Bronchopulmonary dysplasia (BPD) is the most common chronic complication associated with preterm birth. In the United States, it affects between 10,000 and 15,000 infants annually, including as many as 50% of extremely low–birth-weight (ELBW; birth weight < 1000 g) infants. BPD is a leading cause of mortality after the first month of life in extremely preterm infants and is a strong predictor of chronic respiratory and cardiovascular impairments, growth failure, and neurodevelopmental delay.

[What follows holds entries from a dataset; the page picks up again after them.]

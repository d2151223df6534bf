//! Module writing the accumulated statistics to their sinks once a run is over.

use rust_decimal::Decimal;
use rust_decimal::prelude::FromPrimitive;

use crate::Error;
use crate::files::FileWriterRegistry;
use crate::stats::StatsRegistry;

mod csv_writer;
mod log_writer;


pub use csv_writer::CsvStatisticsOutputWriter;
pub use log_writer::LogStatisticsOutputWriter;

/// A sink for the counters and aggregators of a run. Entries are emitted sorted by name.
pub trait StatisticsOutputWriter {
    fn output_counters(
        &self,
        stats: &StatsRegistry,
        files: &FileWriterRegistry,
    ) -> Result<(), Error>;

    fn output_aggregators(
        &self,
        stats: &StatsRegistry,
        files: &FileWriterRegistry,
    ) -> Result<(), Error>;
}

/// Renders `value` with at most two fractional digits (half-even rounding), dropping the fraction
/// entirely when it is zero: `3.0` becomes `3`, `2.456` becomes `2.46`.
pub fn truncate_decimal(value: f64) -> String {
    match Decimal::from_f64(value) {
        Some(decimal) => decimal.round_dp(2).normalize().to_string(),
        None => value.to_string(),
    }
}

The first descriptions of BPD appeared in the literature soon after the advent of modern day neonatology. In the late 1950s and early 1960s, infant respiratory distress syndrome (RDS) was a leading cause of neonatal death among preterm infants. Increased use of mechanical ventilation improved survival rates for infants with severe RDS. However, prolonged treatment with invasive respiratory support and supplemental oxygen therapy was often necessary. These exposures contributed to chronic lung injury in surviving moderate preterm infants and the development of what Northway and colleagues first termed bronchopulmonary dysplasia in 1967.

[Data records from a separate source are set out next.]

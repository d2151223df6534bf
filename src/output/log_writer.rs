use tracing::info;

use crate::Error;
use crate::files::FileWriterRegistry;
use crate::output::{StatisticsOutputWriter, truncate_decimal};
use crate::stats::StatsRegistry;

const PRINT_PADDING: usize = 30;
const RULE: &str = "========================================================";

/// Writes the statistics as a table to the log.
#[derive(Debug, Default, Clone, Copy)]
pub struct LogStatisticsOutputWriter;

impl LogStatisticsOutputWriter {
    /// The counter table, or nothing when there are no counters.
    pub fn counter_lines(&self, stats: &StatsRegistry) -> Vec<String> {
        let counters = stats.counters();
        if counters.is_empty() {
            return Vec::new();
        }

        let mut lines = vec![RULE.to_string(), "Counters".to_string(), RULE.to_string()];
        lines.extend(
            counters
                .iter()
                .map(|(name, value)| metric_line(name, value)),
        );
        lines.push(RULE.to_string());
        lines
    }

    /// One block per aggregator, or nothing when there are no aggregators.
    pub fn aggregator_lines(&self, stats: &StatsRegistry) -> Vec<String> {
        let aggregators = stats.aggregators();
        if aggregators.is_empty() {
            return Vec::new();
        }

        let mut lines = vec![RULE.to_string(), "Aggregates".to_string(), RULE.to_string()];
        for (name, aggregator) in &aggregators {
            let Some(summary) = aggregator.summary() else {
                continue;
            };
            lines.push(format!("--{name}"));
            lines.push(metric_line("MEAN", truncate_decimal(summary.mean)));
            lines.push(metric_line("MEDIAN", truncate_decimal(summary.median)));
            lines.push(metric_line("MODE", summary.mode));
            lines.push(metric_line("MIN", summary.min));
            lines.push(metric_line("MAX", summary.max));
        }
        lines.push(RULE.to_string());
        lines
    }
}

impl StatisticsOutputWriter for LogStatisticsOutputWriter {
    fn output_counters(
        &self,
        stats: &StatsRegistry,
        _files: &FileWriterRegistry,
    ) -> Result<(), Error> {
        let lines = self.counter_lines(stats);
        if lines.is_empty() {
            info!(target: "batch_runner::stats", "No counters found");
        }
        for line in lines {
            info!(target: "batch_runner::stats", "{line}");
        }
        Ok(())
    }

    fn output_aggregators(
        &self,
        stats: &StatsRegistry,
        _files: &FileWriterRegistry,
    ) -> Result<(), Error> {
        let lines = self.aggregator_lines(stats);
        if lines.is_empty() {
            info!(target: "batch_runner::stats", "No aggregators found");
        }
        for line in lines {
            info!(target: "batch_runner::stats", "{line}");
        }
        Ok(())
    }
}

/// `name:` padded to the print width, a tab, then the value.
pub(crate) fn metric_line(name: &str, value: impl std::fmt::Display) -> String {
    let label = format!("{name}:");
    format!("{label:<width$}\t{value}", width = PRINT_PADDING + 1)
}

As the use of antenatal corticosteroids, noninvasive continuous positive airway pressure (CPAP), and exogenous surfactant therapy increased during the subsequent decades, the epidemiology and pathophysiology of BPD evolved. It is now an infrequent complication among infants born with birth weights greater than 1500 g and gestational ages exceeding 32 weeks. In the presurfactant era, prominent airway injury, epithelial metaplasia, smooth muscle hypertrophy, and alternating parenchymal fibrosis and emphysema were the most common histological findings. This disease phenotype is often termed “old” BPD. The most common lung histology in BPD now commonly displays a homogenous disease pattern marked by reduced numbers of alveoli and pulmonary capillaries, and minimal areas of hyperinflation and focal collapse. This is termed “new” BPD. Importantly, the pathologic characteristics of both old and new BPD can develop in extremely preterm infants who require prolonged intubation and mechanical ventilation. Old and new BPD therefore likely represent a continuum of disease severity and may not be fully distinct disease entities.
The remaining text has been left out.